We turn as a unit to face her.

“You’re not a cop today, Logan.” The matter-of-fact tone sends a shiver down my spine. “And if any one of you has a problem with that, you walk away and let Dean and Lucas handle it. Because if he doesn’t come back with a bullet between his eyes, I’m going to use a butcher knife and chop pieces off him until he dies from blood loss. And then I’m going to keep going until there’s nothing left. I don’t care if I spend the rest of my life in prison.” She looks back to Bax, brushing an imaginary strand of hair out of his face. Then her eyes meet mine again before sliding to my father and his best friend. “Do you understand?

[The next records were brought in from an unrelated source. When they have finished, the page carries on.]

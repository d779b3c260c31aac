//! Transport events and an async driver for them.
//!
//! Transports that already expose their response as a stream of events
//! can hand that stream to [`pump`] instead of calling the
//! [`Exchange`] hooks one by one.

use std::pin::pin;

use bytes::Bytes;
use futures_core::Stream;
use tracing::debug;

use crate::exchange::{Exchange, ResultState};
use crate::response::{Admission, ResponseMeta};
use crate::TransportError;

/// One event of a streaming HTTP exchange.
#[derive(Debug, Clone)]
pub enum TransportEvent {
    Headers(ResponseMeta),
    Data(Bytes),
    Complete(Option<TransportError>),
}

impl Exchange {
    /// Dispatch an event to the matching hook.
    ///
    /// Only a headers event can reject; data and completion always
    /// return [`Admission::Accept`].
    pub fn handle(&mut self, event: TransportEvent) -> Admission {
        match event {
            TransportEvent::Headers(meta) => self.on_headers(meta),
            TransportEvent::Data(chunk) => {
                self.on_data_chunk(&chunk);
                Admission::Accept
            }
            TransportEvent::Complete(err) => {
                self.on_complete(err);
                Admission::Accept
            }
        }
    }
}

/// Feed every event of `events` into `exchange`, in order.
///
/// Stops pulling from the stream as soon as the headers are rejected.
/// Returns the state the exchange is left in; a stream that ends without
/// a completion event leaves it [`ResultState::Open`].
pub async fn pump<S>(exchange: &mut Exchange, events: S) -> ResultState
where
    S: Stream<Item = TransportEvent>,
{
    let mut events = pin!(events);
    while let Some(event) = std::future::poll_fn(|cx| events.as_mut().poll_next(cx)).await {
        if exchange.handle(event) == Admission::Reject {
            debug!(exchange = %exchange.id(), "response rejected, aborting event stream");
            break;
        }
    }
    exchange.state()
}

#[cfg(test)]
mod tests {
    use std::sync::atomic::{AtomicUsize, Ordering};
    use std::sync::Arc;

    use futures_util::StreamExt;
    use http::HeaderMap;

    use super::*;
    use crate::ExchangeError;

    fn events(list: Vec<TransportEvent>) -> impl Stream<Item = TransportEvent> {
        futures_util::stream::iter(list)
    }

    #[tokio::test]
    async fn pump_success() {
        let (mut exchange, rx) = Exchange::channel();
        let state = pump(
            &mut exchange,
            events(vec![
                TransportEvent::Headers(ResponseMeta::http(200, HeaderMap::new())),
                TransportEvent::Data(Bytes::from_static(b"{\"ok\":")),
                TransportEvent::Data(Bytes::from_static(b"true}")),
                TransportEvent::Complete(None),
            ]),
        )
        .await;

        assert_eq!(state, ResultState::Succeeded);
        assert_eq!(rx.await.unwrap(), Ok(Bytes::from_static(b"{\"ok\":true}")));
    }

    #[tokio::test]
    async fn pump_stops_after_rejection() {
        let (mut exchange, rx) = Exchange::channel();
        let pulled = Arc::new(AtomicUsize::new(0));
        let counter = pulled.clone();
        let stream = events(vec![
            TransportEvent::Headers(ResponseMeta::malformed("HTTP/9.9 ???")),
            TransportEvent::Data(Bytes::from_static(b"unused")),
            TransportEvent::Complete(None),
        ])
        .inspect(move |_| {
            counter.fetch_add(1, Ordering::SeqCst);
        });

        let state = pump(&mut exchange, stream).await;
        assert_eq!(state, ResultState::Failed);
        assert_eq!(pulled.load(Ordering::SeqCst), 1);
        assert_eq!(
            rx.await.unwrap(),
            Err(ExchangeError::InvalidResponse {
                metadata: "HTTP/9.9 ???".into()
            })
        );
    }

    #[tokio::test]
    async fn pump_without_completion_leaves_exchange_open() {
        let (mut exchange, mut rx) = Exchange::channel();
        let state = pump(
            &mut exchange,
            events(vec![
                TransportEvent::Headers(ResponseMeta::http(200, HeaderMap::new())),
                TransportEvent::Data(Bytes::from_static(b"partial")),
            ]),
        )
        .await;

        assert_eq!(state, ResultState::Open);
        assert_eq!(exchange.body_len(), 7);
        assert!(rx.try_recv().is_err());
    }

    #[test]
    fn handle_dispatches_to_hooks() {
        let (mut exchange, mut rx) = Exchange::channel();
        assert_eq!(
            exchange.handle(TransportEvent::Headers(ResponseMeta::http(404, HeaderMap::new()))),
            Admission::Accept
        );
        assert_eq!(exchange.pending_status(), Some(404));
        exchange.handle(TransportEvent::Data(Bytes::from_static(br#"{"error":"not_found"}"#)));
        exchange.handle(TransportEvent::Complete(None));

        assert_eq!(
            rx.try_recv().unwrap(),
            Err(ExchangeError::BadResponseStatusCodeWithMessage {
                status_code: 404,
                message: "not_found".into(),
            })
        );
    }
}
//! The exchange reducer.
//!
//! An [`Exchange`] folds the events of one HTTP request attempt (headers,
//! body chunks, completion) into a single [`Outcome`]. Two error channels
//! feed it: transport failures arrive out-of-band at completion, HTTP
//! failures are derived from the status code and, when present, a
//! structured error payload in the body. Transport failures win.
//!
//! # Event ordering
//!
//! The transport delivers events one at a time, in the order
//! headers → data* → complete. Every hook takes `&mut self`, so the
//! reducer needs no locking. Completion may be delivered more than once
//! (e.g. a cancellation racing a finished response); repeats are absorbed
//! and logged, never surfaced to the caller.

use std::fmt;
use std::sync::atomic::{AtomicU64, Ordering};

use bytes::BytesMut;
use tokio::sync::oneshot;
use tracing::{debug, trace};

use crate::config::ExchangeConfig;
use crate::payload;
use crate::response::{Admission, ResponseMeta};
use crate::sink::{Outcome, OutcomeSink};
use crate::{ExchangeError, TransportError};

static NEXT_EXCHANGE_ID: AtomicU64 = AtomicU64::new(1);

/// Process-unique identifier of an exchange, used to correlate log lines.
#[derive(Debug, Clone, Copy, PartialEq, Eq, PartialOrd, Ord, Hash)]
pub struct ExchangeId(u64);

impl ExchangeId {
    fn next() -> Self {
        Self(NEXT_EXCHANGE_ID.fetch_add(1, Ordering::Relaxed))
    }

    pub fn as_u64(self) -> u64 {
        self.0
    }
}

impl fmt::Display for ExchangeId {
    fn fmt(&self, f: &mut fmt::Formatter<'_>) -> fmt::Result {
        write!(f, "{}", self.0)
    }
}

/// Lifecycle of an exchange. `Succeeded` and `Failed` are terminal.
#[derive(Debug, Clone, Copy, PartialEq, Eq)]
pub enum ResultState {
    Open,
    Succeeded,
    Failed,
}

impl ResultState {
    pub fn is_terminal(self) -> bool {
        self != Self::Open
    }
}

/// Non-2xx status seen in the headers, awaiting its error payload.
#[derive(Debug)]
struct PendingStatus {
    status_code: u16,
    payload: BytesMut,
    /// Set once the payload outgrew the configured bound.
    truncated: bool,
}

/// Reducer state for one request attempt.
pub struct Exchange {
    id: ExchangeId,
    config: ExchangeConfig,
    body: BytesMut,
    pending_status: Option<PendingStatus>,
    bad_response_error: Option<ExchangeError>,
    reported_error: Option<ExchangeError>,
    state: ResultState,
    sink: Option<Box<dyn OutcomeSink>>,
}

impl Exchange {
    pub fn new(sink: impl OutcomeSink + 'static) -> Self {
        Self::with_config(sink, ExchangeConfig::default())
    }

    pub fn with_config(sink: impl OutcomeSink + 'static, config: ExchangeConfig) -> Self {
        Self {
            id: ExchangeId::next(),
            config,
            body: BytesMut::new(),
            pending_status: None,
            bad_response_error: None,
            reported_error: None,
            state: ResultState::Open,
            sink: Some(Box::new(sink)),
        }
    }

    /// Create an exchange whose outcome is sent over a oneshot channel.
    pub fn channel() -> (Self, oneshot::Receiver<Outcome>) {
        Self::channel_with_config(ExchangeConfig::default())
    }

    pub fn channel_with_config(config: ExchangeConfig) -> (Self, oneshot::Receiver<Outcome>) {
        let (tx, rx) = oneshot::channel();
        (Self::with_config(tx, config), rx)
    }

    pub fn id(&self) -> ExchangeId {
        self.id
    }

    pub fn state(&self) -> ResultState {
        self.state
    }

    /// Status code of a non-2xx response still awaiting completion.
    pub fn pending_status(&self) -> Option<u16> {
        self.pending_status.as_ref().map(|p| p.status_code)
    }

    /// Number of success-path body bytes accumulated so far.
    pub fn body_len(&self) -> usize {
        self.body.len()
    }

    /// The error already surfaced to the caller, if any.
    pub fn reported_error(&self) -> Option<&ExchangeError> {
        self.reported_error.as_ref()
    }

    /// Handle the response headers.
    ///
    /// Malformed metadata fails the exchange on the spot and returns
    /// [`Admission::Reject`]; the transport must then abort. A status
    /// outside `[200, 300)` is remembered and the body that follows is
    /// treated as an error payload.
    pub fn on_headers(&mut self, meta: ResponseMeta) -> Admission {
        debug!(exchange = %self.id, response = %meta, "response headers received");

        if self.state.is_terminal() {
            debug!(exchange = %self.id, state = ?self.state, "headers after terminal result ignored");
            return Admission::Reject;
        }

        let head = match meta.into_head() {
            Ok(head) => head,
            Err(err) => {
                self.finish(Some(err));
                return Admission::Reject;
            }
        };

        if !(200..300).contains(&head.status) {
            self.pending_status = Some(PendingStatus {
                status_code: head.status,
                payload: BytesMut::new(),
                truncated: false,
            });
            self.bad_response_error = Some(ExchangeError::BadResponseStatusCode {
                status_code: head.status,
            });
        }

        Admission::Accept
    }

    /// Handle one chunk of response body.
    ///
    /// On the success path the chunk is appended to the body. While a
    /// status error is pending the chunk goes to the error payload instead,
    /// and the whole payload received so far is re-parsed; the last
    /// successful parse determines the error message.
    pub fn on_data_chunk(&mut self, chunk: &[u8]) {
        trace!(exchange = %self.id, len = chunk.len(), "response data received");

        if self.state.is_terminal() {
            trace!(exchange = %self.id, "data after terminal result ignored");
            return;
        }

        let Some(pending) = self.pending_status.as_mut() else {
            self.body.extend_from_slice(chunk);
            return;
        };

        if pending.truncated {
            return;
        }
        if pending.payload.len() + chunk.len() > self.config.max_error_payload_bytes {
            debug!(
                exchange = %self.id,
                status = pending.status_code,
                limit = self.config.max_error_payload_bytes,
                "error payload exceeds limit, no longer parsed"
            );
            pending.truncated = true;
            return;
        }

        pending.payload.extend_from_slice(chunk);
        match payload::error_message(&pending.payload) {
            Some(message) => {
                self.bad_response_error = Some(ExchangeError::BadResponseStatusCodeWithMessage {
                    status_code: pending.status_code,
                    message,
                });
            }
            None => {
                trace!(
                    exchange = %self.id,
                    buffered = pending.payload.len(),
                    "error payload not parseable yet"
                );
            }
        }
    }

    /// Handle completion of the exchange.
    ///
    /// A transport error takes precedence over any HTTP-level status error.
    /// Produces the terminal outcome on the first call; later calls are
    /// absorbed.
    pub fn on_complete(&mut self, transport_error: Option<TransportError>) {
        debug!(
            exchange = %self.id,
            transport_error = transport_error.as_ref().map(tracing::field::display),
            "exchange completed"
        );

        let resolved = transport_error
            .map(ExchangeError::Transport)
            .or_else(|| self.bad_response_error.clone());
        self.finish(resolved);
    }

    fn finish(&mut self, error: Option<ExchangeError>) {
        let Some(error) = error else {
            if self.state.is_terminal() {
                trace!(exchange = %self.id, state = ?self.state, "repeated completion ignored");
                return;
            }
            self.state = ResultState::Succeeded;
            let body = std::mem::take(&mut self.body).freeze();
            self.deliver(Ok(body));
            return;
        };

        if let Some(reported) = &self.reported_error {
            if error.is_cancellation() {
                trace!(exchange = %self.id, reported = %reported, "exchange cancelled after error was reported");
            } else {
                debug!(
                    exchange = %self.id,
                    reported = %reported,
                    error = %error,
                    "second error after one was already reported"
                );
            }
            return;
        }

        if self.state.is_terminal() {
            debug!(exchange = %self.id, error = %error, "error after successful completion ignored");
            return;
        }

        self.reported_error = Some(error.clone());
        self.state = ResultState::Failed;
        self.deliver(Err(error));
    }

    fn deliver(&mut self, outcome: Outcome) {
        if let Some(sink) = self.sink.take() {
            sink.deliver(outcome);
        }
    }
}

impl fmt::Debug for Exchange {
    fn fmt(&self, f: &mut fmt::Formatter<'_>) -> fmt::Result {
        f.debug_struct("Exchange")
            .field("id", &self.id)
            .field("state", &self.state)
            .field("body_len", &self.body.len())
            .field("pending_status", &self.pending_status())
            .field("reported_error", &self.reported_error)
            .finish_non_exhaustive()
    }
}

impl Drop for Exchange {
    fn drop(&mut self) {
        if self.state == ResultState::Open {
            debug!(exchange = %self.id, "exchange dropped without a result");
        }
    }
}
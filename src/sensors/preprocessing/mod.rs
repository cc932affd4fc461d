//! Measurement preprocessing.

mod voxel_filter;

pub use voxel_filter::VoxelFilter;
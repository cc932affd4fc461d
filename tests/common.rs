//! Shared fixtures for the integration tests.

#![allow(dead_code)]

use akasha_slam::core::types::next_measurement_id;
use akasha_slam::{
    Covariance, EdgeObject, Measurement, MeasurementRef, PoseGraph, Registration, Sensor,
    SensorError, Transform, TransformWithCovariance,
};
use std::any::Any;
use std::sync::Arc;

/// A measurement that remembers where it was really taken.
///
/// `true_pose` is the ground-truth world pose of the robot at capture
/// time; `drifted_pose` is the pose the (imperfect) onboard estimation
/// believes, used to fabricate realistic sequential registration drift.
pub struct PosedMeasurement {
    id: u64,
    timestamp_us: u64,
    robot_name: String,
    sensor_name: String,
    /// Position in the trajectory, for telling sequential pairs apart.
    pub step: usize,
    pub true_pose: Transform,
    pub drifted_pose: Transform,
}

impl PosedMeasurement {
    pub fn new(
        timestamp_us: u64,
        sensor_name: &str,
        step: usize,
        true_pose: Transform,
        drifted_pose: Transform,
    ) -> MeasurementRef {
        Arc::new(Self {
            id: next_measurement_id(),
            timestamp_us,
            robot_name: "robot".to_string(),
            sensor_name: sensor_name.to_string(),
            step,
            true_pose,
            drifted_pose,
        })
    }
}

impl Measurement for PosedMeasurement {
    fn unique_id(&self) -> u64 {
        self.id
    }

    fn timestamp_us(&self) -> u64 {
        self.timestamp_us
    }

    fn robot_name(&self) -> &str {
        &self.robot_name
    }

    fn sensor_name(&self) -> &str {
        &self.sensor_name
    }

    fn as_any(&self) -> &dyn Any {
        self
    }
}

/// Scripted registration backed by the poses stored in the measurements.
///
/// Sequential pairs (adjacent steps) answer with the relative transform of
/// the *drifted* poses, mimicking a scan matcher that confirms odometry
/// drift. Loop-closure pairs answer with the *true* relative transform, as
/// a place-recognizing matcher would, but only when the places really lie
/// within `recognition_range`.
pub struct GroundTruthSensor {
    name: String,
    recognition_range: f64,
}

impl GroundTruthSensor {
    pub fn new(name: &str, recognition_range: f64) -> Arc<Self> {
        Arc::new(Self {
            name: name.to_string(),
            recognition_range,
        })
    }

    fn posed<'m>(&self, m: &'m dyn Measurement) -> Result<&'m PosedMeasurement, SensorError> {
        m.as_any()
            .downcast_ref::<PosedMeasurement>()
            .ok_or_else(|| SensorError::BadMeasurementType {
                sensor: m.sensor_name().to_string(),
                expected: "posed test measurement",
            })
    }
}

impl Sensor for GroundTruthSensor {
    fn name(&self) -> &str {
        &self.name
    }

    fn calculate_transform(
        &self,
        source: &dyn Measurement,
        target: &dyn Measurement,
        _guess: &Transform,
    ) -> Result<Registration, SensorError> {
        let source = self.posed(source)?;
        let target = self.posed(target)?;

        let sequential = source.step.abs_diff(target.step) == 1;
        if sequential {
            let relative = source
                .drifted_pose
                .inverse()
                .compose(&target.drifted_pose);
            return Ok(Registration::Match(TransformWithCovariance::from_transform(
                relative,
            )));
        }

        let separation =
            (source.true_pose.translation - target.true_pose.translation).norm();
        if separation > self.recognition_range {
            return Ok(Registration::NoMatch);
        }
        let relative = source.true_pose.inverse().compose(&target.true_pose);
        Ok(Registration::Match(TransformWithCovariance::from_transform(
            relative,
        )))
    }
}

/// Translation part of an edge's residual under the current vertex poses.
pub fn edge_translation_residual(graph: &PoseGraph, edge: &EdgeObject) -> f64 {
    let source = graph.vertex(edge.source).expect("edge source");
    let target = graph.vertex(edge.target).expect("edge target");
    let predicted = source
        .corrected_pose
        .inverse()
        .compose(&target.corrected_pose);
    edge.transform
        .inverse()
        .compose(&predicted)
        .translation_norm()
}

/// Sum of squared translation residuals over all edges.
pub fn total_translation_residual(graph: &PoseGraph) -> f64 {
    graph
        .edges()
        .iter()
        .map(|e| edge_translation_residual(graph, e).powi(2))
        .sum()
}

/// Identity covariance, spelled once.
pub fn identity_covariance() -> Covariance {
    Covariance::identity()
}
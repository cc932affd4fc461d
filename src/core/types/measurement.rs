//! Sensor measurements.
//!
//! A measurement is the raw sensor payload that justifies a vertex in the
//! pose graph. Measurements are shared between the caller and the graph
//! (`Arc`), so a vertex can never outlive its payload.

use crate::core::types::PointCloud3D;
use std::any::Any;
use std::sync::atomic::{AtomicU64, Ordering};
use std::sync::Arc;

static NEXT_MEASUREMENT_ID: AtomicU64 = AtomicU64::new(1);

/// Allocate the next process-wide measurement id.
///
/// Ids are unique and monotonically increasing for the lifetime of the
/// process.
pub fn next_measurement_id() -> u64 {
    NEXT_MEASUREMENT_ID.fetch_add(1, Ordering::Relaxed)
}

/// A timestamped sensor reading.
///
/// Concrete sensors define their own payload types; the mapper only sees
/// this interface and hands the payload back to the originating sensor,
/// which recovers it through [`Measurement::as_any`].
pub trait Measurement: Send + Sync {
    /// Unique id, monotonically assigned at creation.
    fn unique_id(&self) -> u64;

    /// Acquisition time in microseconds since epoch.
    fn timestamp_us(&self) -> u64;

    /// Name of the robot that produced the reading.
    fn robot_name(&self) -> &str;

    /// Name of the sensor that produced the reading.
    fn sensor_name(&self) -> &str;

    /// Downcast hook for concrete sensors.
    fn as_any(&self) -> &dyn Any;
}

/// Shared handle to a measurement.
pub type MeasurementRef = Arc<dyn Measurement>;

/// A point cloud captured by a range sensor.
#[derive(Debug, Clone)]
pub struct PointCloudMeasurement {
    id: u64,
    timestamp_us: u64,
    robot_name: String,
    sensor_name: String,
    cloud: PointCloud3D,
}

impl PointCloudMeasurement {
    /// Create a measurement, allocating its unique id.
    pub fn new(
        timestamp_us: u64,
        robot_name: impl Into<String>,
        sensor_name: impl Into<String>,
        cloud: PointCloud3D,
    ) -> Self {
        Self {
            id: next_measurement_id(),
            timestamp_us,
            robot_name: robot_name.into(),
            sensor_name: sensor_name.into(),
            cloud,
        }
    }

    /// The captured cloud, in the sensor frame.
    pub fn cloud(&self) -> &PointCloud3D {
        &self.cloud
    }
}

impl Measurement for PointCloudMeasurement {
    fn unique_id(&self) -> u64 {
        self.id
    }

    fn timestamp_us(&self) -> u64 {
        self.timestamp_us
    }

    fn robot_name(&self) -> &str {
        &self.robot_name
    }

    fn sensor_name(&self) -> &str {
        &self.sensor_name
    }

    fn as_any(&self) -> &dyn Any {
        self
    }
}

One child is enough, Lucas.”

Dad, even though his eyes are red from crying the same tears that I know my mother has, doesn’t say a word. All he does is nod, and that is that.

I follow suit.

“Don’t worry about Logan or Lucas.” Dean’s low voice breaks through the tension that my mother’s words brought down around the room. “Someone thought they could hurt my girl. Not only does she have your boys, but I’ve got an entire brotherhood at my back. He’s going to pay, Maria. And if it weren’t for you, he would have paid all those years ago, matching your loss.”

Mom looks away from Bax, her eyes brimming with tears. “I take it back. I don’t want him to live with what he did anymore. I want him to pay. I want him to bleed. Bring her home.” Just like that, my mother dismisses all of us.

No one says a word until we walk out of the hospital.

“Your mom scares me more than anyone I’ve ever met in my entire life,” Remy admits awkwardly while we are loading into the vehicles. “I thought Parker was scary. Or my mom. But yours, man. I swear I felt her soul leave her body with those words.”